Performance is weird, and depends a lot on your access patterns 
and constraints.  Mmap is not universally fast and, I would 
argue, really only makes sense in a few constrained 
circumstances.  I would not switch to mmap just because you heard 
it was faster; only consider switching if you know i/o is a 
bottleneck for your application and know mmap is the solution.
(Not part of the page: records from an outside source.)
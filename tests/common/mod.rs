//! Common test utilities for pizman integration tests
//!
//! Provides shared fixtures and sample configurations.

#![allow(dead_code)]

use pizman::{OptionSet, PizzaConfig, PizzeriaManager};

// =============================================================================
// Sample Configurations
// =============================================================================

/// The configuration used by most scenarios: base price 9.99 with a
/// "Toppings" set holding "Cheese" at 1.50.
pub fn marios_config() -> PizzaConfig {
    PizzaConfig::new(9.99).with_option_set(OptionSet::new("Toppings").with_option("Cheese", 1.50))
}

/// A richer configuration with two option sets.
pub fn luigis_config() -> PizzaConfig {
    PizzaConfig::new(11.25)
        .with_option_set(
            OptionSet::new("Toppings")
                .with_option("Mushroom", 1.25)
                .with_option("Olive", 0.95),
        )
        .with_option_set(
            OptionSet::new("Crust")
                .with_option("Thin", 0.0)
                .with_option("Stuffed", 2.50),
        )
}

// =============================================================================
// Test Fixture
// =============================================================================

/// Test fixture that provides a configured manager.
pub struct TestFixture {
    pub manager: PizzeriaManager,
}

impl TestFixture {
    /// Create a fixture with an empty directory.
    pub fn new() -> Self {
        Self {
            manager: PizzeriaManager::new(),
        }
    }

    /// Create a fixture pre-seeded with "Mario's".
    pub fn with_marios() -> Self {
        let mut fixture = Self::new();
        fixture
            .manager
            .create_pizzeria("Mario's", vec![marios_config()])
            .expect("Failed to seed fixture");
        fixture
    }
}

impl Default for TestFixture {
    fn default() -> Self {
        Self::new()
    }
}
https://db.cs.cmu.edu/papers/2022/cidr2022-p13-crotty.pdf  
recent, good read.

Feb 06 2022

rempas <rempas tutanota.com> writes:

On Sunday, 6 February 2022 at 10:08:24 UTC, Elronnd wrote:
 Performance is weird, and depends a lot on your access patterns 
 and constraints.  Mmap is not universally fast and, I would 
 argue, really only makes sense in a few constrained 
 circumstances.  I would not switch to mmap just because you 
 heard it was faster; only consider switching if you know i/o is 
 a bottleneck for your application and know mmap is the solution.
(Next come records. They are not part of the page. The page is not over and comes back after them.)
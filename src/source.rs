//! Config source trait and implementations
//!
//! External collaborators that produce a [`PizzaConfig`] from a source
//! identifier. The manager stays agnostic of where configurations come
//! from; swapping the JSON file source for another backend is a matter of
//! implementing [`ConfigSource`].

use crate::config::PizzaConfig;
use crate::error::Result;

/// Trait for external configuration sources
pub trait ConfigSource {
    /// Load a configuration from the given source identifier.
    ///
    /// # Errors
    ///
    /// Returns a load error if the identifier cannot be resolved, read, or
    /// parsed.
    fn load(&self, identifier: &str) -> Result<PizzaConfig>;
}

// =============================================================================
// JSON File Source Implementation
// =============================================================================

#[cfg(feature = "json")]
pub use json::JsonFileSource;

#[cfg(feature = "json")]
mod json {
    use super::ConfigSource;
    use crate::config::PizzaConfig;
    use crate::error::{Error, Result};
    use std::path::{Path, PathBuf};

    /// JSON file source (default).
    ///
    /// Treats the source identifier as the path of a JSON file holding a
    /// serialized [`PizzaConfig`]. Relative identifiers resolve against the
    /// base directory when one is set.
    #[derive(Debug, Clone, Default)]
    pub struct JsonFileSource {
        base_dir: Option<PathBuf>,
    }

    impl JsonFileSource {
        /// Create a source that resolves identifiers as given.
        #[must_use]
        pub fn new() -> Self {
            Self::default()
        }

        /// Set the base directory for relative identifiers.
        ///
        /// Supports `~` expansion for home directory.
        #[must_use]
        pub fn base_dir(mut self, path: impl Into<PathBuf>) -> Self {
            let path: PathBuf = path.into();
            let expanded = if path.starts_with("~") {
                if let Some(home) = dirs::home_dir() {
                    home.join(path.strip_prefix("~").unwrap_or(&path))
                } else {
                    path
                }
            } else {
                path
            };
            self.base_dir = Some(expanded);
            self
        }

        fn resolve(&self, identifier: &str) -> PathBuf {
            let path = Path::new(identifier);
            match &self.base_dir {
                Some(base) if path.is_relative() => base.join(path),
                _ => path.to_path_buf(),
            }
        }
    }

    impl ConfigSource for JsonFileSource {
        fn load(&self, identifier: &str) -> Result<PizzaConfig> {
            let path = self.resolve(identifier);
            let content = std::fs::read_to_string(&path).map_err(|e| Error::FileRead {
                path: path.clone(),
                source: e,
            })?;
            serde_json::from_str(&content).map_err(Error::from)
        }
    }
}

// =============================================================================
// Tests
// =============================================================================

#[cfg(all(test, feature = "json"))]
mod tests {
    use super::*;
    use crate::config::OptionSet;
    use crate::error::Error;
    use tempfile::tempdir;

    #[test]
    fn test_load_roundtrip() {
        let dir = tempdir().unwrap();
        let path = dir.path().join("marios.json");

        let config = PizzaConfig::new(9.99)
            .with_option_set(OptionSet::new("Toppings").with_option("Cheese", 1.50));
        std::fs::write(&path, serde_json::to_string_pretty(&config).unwrap()).unwrap();

        let source = JsonFileSource::new();
        let loaded = source.load(path.to_str().unwrap()).unwrap();
        assert_eq!(loaded, config);
    }

    #[test]
    fn test_load_handwritten_document() {
        let dir = tempdir().unwrap();
        let path = dir.path().join("luigis.json");
        std::fs::write(
            &path,
            r#"{"base_price": 11.25, "option_sets": [{"name": "Crust", "options": [{"name": "Thin", "price": 0.0}]}]}"#,
        )
        .unwrap();

        let loaded = JsonFileSource::new().load(path.to_str().unwrap()).unwrap();
        assert_eq!(loaded.base_price(), 11.25);
        assert!(loaded.find_option_set("Crust").is_some());
    }

    #[test]
    fn test_relative_identifier_uses_base_dir() {
        let dir = tempdir().unwrap();
        let config = PizzaConfig::new(8.25);
        std::fs::write(
            dir.path().join("corner.json"),
            serde_json::to_string(&config).unwrap(),
        )
        .unwrap();

        let source = JsonFileSource::new().base_dir(dir.path());
        let loaded = source.load("corner.json").unwrap();
        assert_eq!(loaded, config);
    }

    #[test]
    fn test_missing_file_is_read_error() {
        let result = JsonFileSource::new().load("/nonexistent/config.json");
        assert!(matches!(result.unwrap_err(), Error::FileRead { .. }));
    }

    #[test]
    fn test_malformed_content_is_parse_error() {
        let dir = tempdir().unwrap();
        let path = dir.path().join("broken.json");
        std::fs::write(&path, "{not json").unwrap();

        let result = JsonFileSource::new().load(path.to_str().unwrap());
        assert!(matches!(result.unwrap_err(), Error::Parse(_)));
    }
}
 https://db.cs.cmu.edu/papers/2022/cidr2022-p13-crotty.pdf  
 recent, good read.

Thank you! I will actually make a compiler so it will just open 
and read the requested files. I don't know if the database 
example you linked will be similar to my case (I will of course 
read it tho) so I have to make my research I guess just to be 
sure.

Feb 06 2022

Temtaime <temtaime gmail.com> writes:

On Sunday, 6 February 2022 at 10:48:01 UTC, rempas wrote:
 On Sunday, 6 February 2022 at 10:08:24 UTC, Elronnd wrote:
 Performance is weird, and depends a lot on your access 
 patterns and constraints.  Mmap is not universally fast and, I 
 would argue, really only makes sense in a few constrained 
 circumstances.  I would not switch to mmap just because you 
 heard it was faster; only consider switching if you know i/o 
 is a bottleneck for your application and know mmap is the 
 solution.

 https://db.cs.cmu.edu/papers/2022/cidr2022-p13-crotty.pdf  
 recent, good read.

 Thank you! I will actually make a compiler so it will just open 
 and read the requested files. I don't know if the database 
 example you linked will be similar to my case (I will of course 
 read it tho) so I have to make my research I guess just to be 
 sure.

Perso i'm almost always use mmap for opening large files for r/w. 
It IS faster.
Exception are small ones that can be read into the memory using 
std.file.read for example.

Feb 06 2022

rempas <rempas tutanota.com> writes:

On Sunday, 6 February 2022 at 10:53:49 UTC, Temtaime wrote:
 Perso i'm almost always use mmap for opening large files for 
 r/w. It IS faster.
 Exception are small ones that can be read into the memory using 
 std.file.read for example.

Thank you! For how big files are we talking about? Also like 
another guy told me in another (C) forum, "mmap" is for Unix 
systems so do you know if Windows or MacOS can emulate that 
behavior with their memory allocation system calls?

Feb 06 2022

=?UTF-8?Q?Ali_=c3=87ehreli?= <acehreli yahoo.com> writes:

On 2/6/22 04:21, rempas wrote:
 On Sunday, 6 February 2022 at 10:53:49 UTC, Temtaime wrote:
 Perso i'm almost always use mmap for opening large files for r/w. It
 IS faster.


Ditto.

 how big files are we talking about?

So big that they can't fit in memory. For example, I benefit from mmap 
on a 16G system where a file would be 30G.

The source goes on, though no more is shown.